M/M/C queue system in terms of OpenSIMPLY.

M/M/C queue system M/M/C queue system is a classical example of queueing theory and traffic theory. The system consists of a single common queue with FIFO discipline and "C" servers. Entities are arrived as a Poisson process. Queue capacity and timeout (waiting time) are infinite. Service time value is exponentially distributed. Selection rule of free server has random selection.



Watch also the learning video about M/M/C queue system.


It should be noted that for the practical purposes the M/M/C/K/T queue system instead of classical should to be used.
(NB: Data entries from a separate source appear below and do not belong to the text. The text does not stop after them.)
// model_cache.rs - reference counted storage of loaded world models
//
// One WorldModel per model file name, shared by every instance that places
// it. Instances only hold weak handles; the last release drops the model.

use std::collections::HashMap;
use std::path::Path;
use std::sync::Arc;

use tracing::{debug, error};
use vmap_common::{VMapError, VMapResult};

use crate::world_model::WorldModel;

struct ManagedModel {
    model: Arc<WorldModel>,
    ref_count: u32,
}

#[derive(Default)]
pub struct ModelCache {
    models: HashMap<String, ManagedModel>,
}

/// `<base>/<name>.vmo`
pub fn model_file_path(base_path: &Path, name: &str) -> std::path::PathBuf {
    base_path.join(format!("{}.vmo", name))
}

impl ModelCache {
    pub fn new() -> Self {
        Self::default()
    }

    /// Shared handle to the model `name`, loading it on first use. Every
    /// successful call must be paired with one `release`.
    pub fn acquire(&mut self, base_path: &Path, name: &str) -> VMapResult<Arc<WorldModel>> {
        if let Some(entry) = self.models.get_mut(name) {
            entry.ref_count += 1;
            return Ok(Arc::clone(&entry.model));
        }

        let path = model_file_path(base_path, name);
        let model = match WorldModel::read_file(&path) {
            Ok(model) => Arc::new(model),
            Err(e) => {
                error!("could not load '{}': {}", path.display(), e);
                return Err(VMapError::ModelNotLoaded(name.to_string()));
            }
        };
        debug!("loading model file '{}'", path.display());

        self.models.insert(
            name.to_string(),
            ManagedModel {
                model: Arc::clone(&model),
                ref_count: 1,
            },
        );
        Ok(model)
    }

    pub fn release(&mut self, name: &str) {
        let Some(entry) = self.models.get_mut(name) else {
            error!("trying to unload non-loaded file '{}'", name);
            return;
        };
        entry.ref_count -= 1;
        if entry.ref_count == 0 {
            debug!("unloading model file '{}'", name);
            self.models.remove(name);
        }
    }

    pub fn ref_count(&self, name: &str) -> u32 {
        self.models.get(name).map_or(0, |entry| entry.ref_count)
    }

    pub fn is_loaded(&self, name: &str) -> bool {
        self.models.contains_key(name)
    }

    pub fn len(&self) -> usize {
        self.models.len()
    }

    pub fn is_empty(&self) -> bool {
        self.models.is_empty()
    }
}
// tile_assembler.rs - writes map trees, tile files and model files
//
// Spawns are collected per map and tile, models by file name. convert_world
// writes everything the loaders read: one .vmtree per map, one .vmtile per
// tile and one .vmo per spawned model.

use std::collections::{BTreeMap, BTreeSet, HashMap};
use std::fs::File;
use std::io::{BufWriter, Write};
use std::path::PathBuf;

use rayon::prelude::*;
use tracing::{debug, info};
use vmap_common::files::{count_u32, write_chunk, write_u32, write_u8, VMAP_MAGIC};
use vmap_common::math::{vector_scale, Matrix3, Vec3};
use vmap_common::{AaBox, VMapError, VMapResult};

use crate::bih::DEFAULT_LEAF_SIZE;
use crate::bih_build::BihBuilder;
use crate::map_tree::{pack_tile_id, tile_file_name, tree_file_name, unpack_tile_id};
use crate::model_cache::model_file_path;
use crate::model_instance::{ModelFlags, ModelSpawn};
use crate::world_model::{GroupModel, MeshTriangle, WmoLiquid, WorldModel};

/// Tile holding the global spawn of maps without terrain.
const GLOBAL_TILE: (u32, u32) = (65, 65);

/// World spawns are placed relative to the map corner, tiles to its center.
const WORLD_SPAWN_OFFSET: f32 = 533.33333 * 32.0;

/// Raw geometry of one group before its triangle tree is built.
#[derive(Debug, Clone, Default)]
pub struct RawGroup {
    pub flags: u32,
    pub group_id: u32,
    pub bounds: AaBox,
    pub vertices: Vec<Vec3>,
    pub triangles: Vec<MeshTriangle>,
    pub liquid: Option<WmoLiquid>,
}

#[derive(Debug, Clone, Default)]
pub struct RawModel {
    pub root_id: u32,
    pub groups: Vec<RawGroup>,
}

impl RawModel {
    fn into_world_model(self) -> WorldModel {
        let build = |raw: RawGroup| {
            let mut group = GroupModel::new(raw.flags, raw.group_id, raw.bounds);
            group.set_mesh_data(raw.vertices, raw.triangles);
            group.set_liquid_data(raw.liquid);
            group
        };
        let groups: Vec<GroupModel> = if self.groups.len() >= TileAssembler::PARALLEL_GROUP_THRESHOLD {
            self.groups.into_par_iter().map(build).collect()
        } else {
            self.groups.into_iter().map(build).collect()
        };

        let mut model = WorldModel::new(self.root_id);
        model.set_group_models(groups);
        model
    }
}

#[derive(Default)]
struct MapSpawns {
    /// spawn id -> spawn
    entries: BTreeMap<u32, ModelSpawn>,
    /// packed tile id -> spawn ids on that tile
    tiles: BTreeMap<u32, Vec<u32>>,
}

pub struct TileAssembler {
    dest_dir: PathBuf,
    map_data: BTreeMap<u32, MapSpawns>,
    models: HashMap<String, RawModel>,
}

impl TileAssembler {
    /// Models with at least this many groups build their group trees in
    /// parallel.
    const PARALLEL_GROUP_THRESHOLD: usize = 16;

    pub fn new(dest_dir: impl Into<PathBuf>) -> Self {
        Self {
            dest_dir: dest_dir.into(),
            map_data: BTreeMap::new(),
            models: HashMap::new(),
        }
    }

    /// Place `spawn` on a tile. A spawn id seen before on the same map
    /// keeps its first placement data.
    pub fn add_spawn(&mut self, map_id: u32, tile_x: u32, tile_y: u32, spawn: ModelSpawn) {
        let map = self.map_data.entry(map_id).or_insert_with(|| {
            debug!("spawning map {}", map_id);
            MapSpawns::default()
        });
        let id = spawn.id;
        map.entries.entry(id).or_insert(spawn);
        let tile = map.tiles.entry(pack_tile_id(tile_x, tile_y)).or_default();
        if !tile.contains(&id) {
            tile.push(id);
        }
    }

    pub fn add_model(&mut self, name: &str, model: RawModel) {
        self.models.insert(name.to_string(), model);
    }

    pub fn convert_world(&mut self) -> VMapResult<()> {
        let mut spawned_models = BTreeSet::new();

        for (&map_id, map) in self.map_data.iter_mut() {
            debug!("calculating model bounds for map {}", map_id);
            for spawn in map.entries.values_mut() {
                if spawn.flags.contains(ModelFlags::M2) || !spawn.flags.contains(ModelFlags::HAS_BOUND) {
                    let model = self
                        .models
                        .get(&spawn.name)
                        .ok_or_else(|| VMapError::ModelNotLoaded(spawn.name.clone()))?;
                    calculate_transformed_bounds(spawn, model)?;
                } else if spawn.flags.contains(ModelFlags::WORLD_SPAWN) {
                    spawn.bounds = spawn
                        .bounds
                        .translated(&[WORLD_SPAWN_OFFSET, WORLD_SPAWN_OFFSET, 0.0]);
                }
                spawned_models.insert(spawn.name.clone());
            }

            info!("creating map tree for map {}", map_id);
            write_map(&self.dest_dir, map_id, map)?;
        }

        info!("converting {} model files", spawned_models.len());
        for name in &spawned_models {
            let raw = self
                .models
                .get(name)
                .cloned()
                .ok_or_else(|| VMapError::ModelNotLoaded(name.clone()))?;
            debug!("converting '{}'", name);
            raw.into_world_model()
                .write_file(&model_file_path(&self.dest_dir, name))?;
        }
        Ok(())
    }
}

/// Bounds of `model` placed by `spawn`, for spawns that carry none.
fn calculate_transformed_bounds(spawn: &mut ModelSpawn, model: &RawModel) -> VMapResult<()> {
    let rotation = Matrix3::from_spawn_rotation(&spawn.rotation);
    let mut bounds: Option<AaBox> = None;
    for v in model.groups.iter().flat_map(|g| g.vertices.iter()) {
        let v = rotation.mul_vec(&vector_scale(v, spawn.scale));
        match bounds.as_mut() {
            Some(b) => b.merge_point(&v),
            None => bounds = Some(AaBox::from_point(v)),
        }
    }
    let bounds = bounds.ok_or_else(|| VMapError::CorruptModel(format!("model '{}' has no geometry", spawn.name)))?;

    spawn.bounds = bounds.translated(&spawn.pos);
    spawn.flags |= ModelFlags::HAS_BOUND;
    Ok(())
}

fn write_map(dest_dir: &std::path::Path, map_id: u32, map: &MapSpawns) -> VMapResult<()> {
    let spawns: Vec<&ModelSpawn> = map.entries.values().collect();
    let (tree, stats) = BihBuilder::new(&spawns, |s| s.bounds, DEFAULT_LEAF_SIZE).build_with_stats();
    debug!("map {}: {}", map_id, stats);

    let slots: HashMap<u32, u32> = spawns
        .iter()
        .enumerate()
        .map(|(slot, s)| (s.id, slot as u32))
        .collect();

    // maps without terrain carry their one global spawn in the tree file
    let global = map.tiles.get(&pack_tile_id(GLOBAL_TILE.0, GLOBAL_TILE.1));

    let mut w = BufWriter::new(File::create(dest_dir.join(tree_file_name(map_id)))?);
    w.write_all(VMAP_MAGIC)?;
    write_u8(&mut w, global.is_none() as u8)?;
    write_chunk(&mut w, b"NODE")?;
    tree.write_to(&mut w)?;
    write_chunk(&mut w, b"GOBJ")?;
    for id in global.into_iter().flatten() {
        map.entries[id].write_to(&mut w)?;
    }
    w.flush()?;

    for (&tile_id, ids) in &map.tiles {
        let tile_spawns: Vec<&ModelSpawn> = ids
            .iter()
            .map(|id| &map.entries[id])
            .filter(|s| !s.flags.contains(ModelFlags::WORLD_SPAWN))
            .collect();
        if tile_spawns.is_empty() {
            continue;
        }

        let (tile_x, tile_y) = unpack_tile_id(tile_id);
        let mut w = BufWriter::new(File::create(dest_dir.join(tile_file_name(map_id, tile_x, tile_y)))?);
        w.write_all(VMAP_MAGIC)?;
        write_u32(&mut w, count_u32(tile_spawns.len())?)?;
        for spawn in tile_spawns {
            spawn.write_to(&mut w)?;
            write_u32(&mut w, slots[&spawn.id])?;
        }
        w.flush()?;
    }
    Ok(())
}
Such system has a queue with limited values for capacity and timeout. With this system a lot of simple systems like barbershop, network distributor or mini PBX can be described.

M/M/C/K/T queue system This system has a queue of capacity "K" with timeout "T" and FIFO discipline, selector, and array of "C"servers.




Model parameters

  • Capacity is the total number of entities for simulation.
  • NumberOfServers is the number serves.
  • InterArrivalTime is mean value between entities arrivals.
  • ServiceTime is mean value of service time.
  • ExpTime is the block parameter for function returning exponentially distributed random values.
  • RandomSelection is the block parameter for selection rule.

For assignment of instances for classes TGenerator, TQueue and TSelector, the variables "Gen", "Que" and "Sel" will be used accordingly. An array of variables for TServer is not needed. TSelector can create specified block type and assign created instances to selection points automatically.

Model behavior

Gen:=TGenerator.Create([Capacity,ExpTime,InterArrivalTime]);    // Creating TGenerator instance.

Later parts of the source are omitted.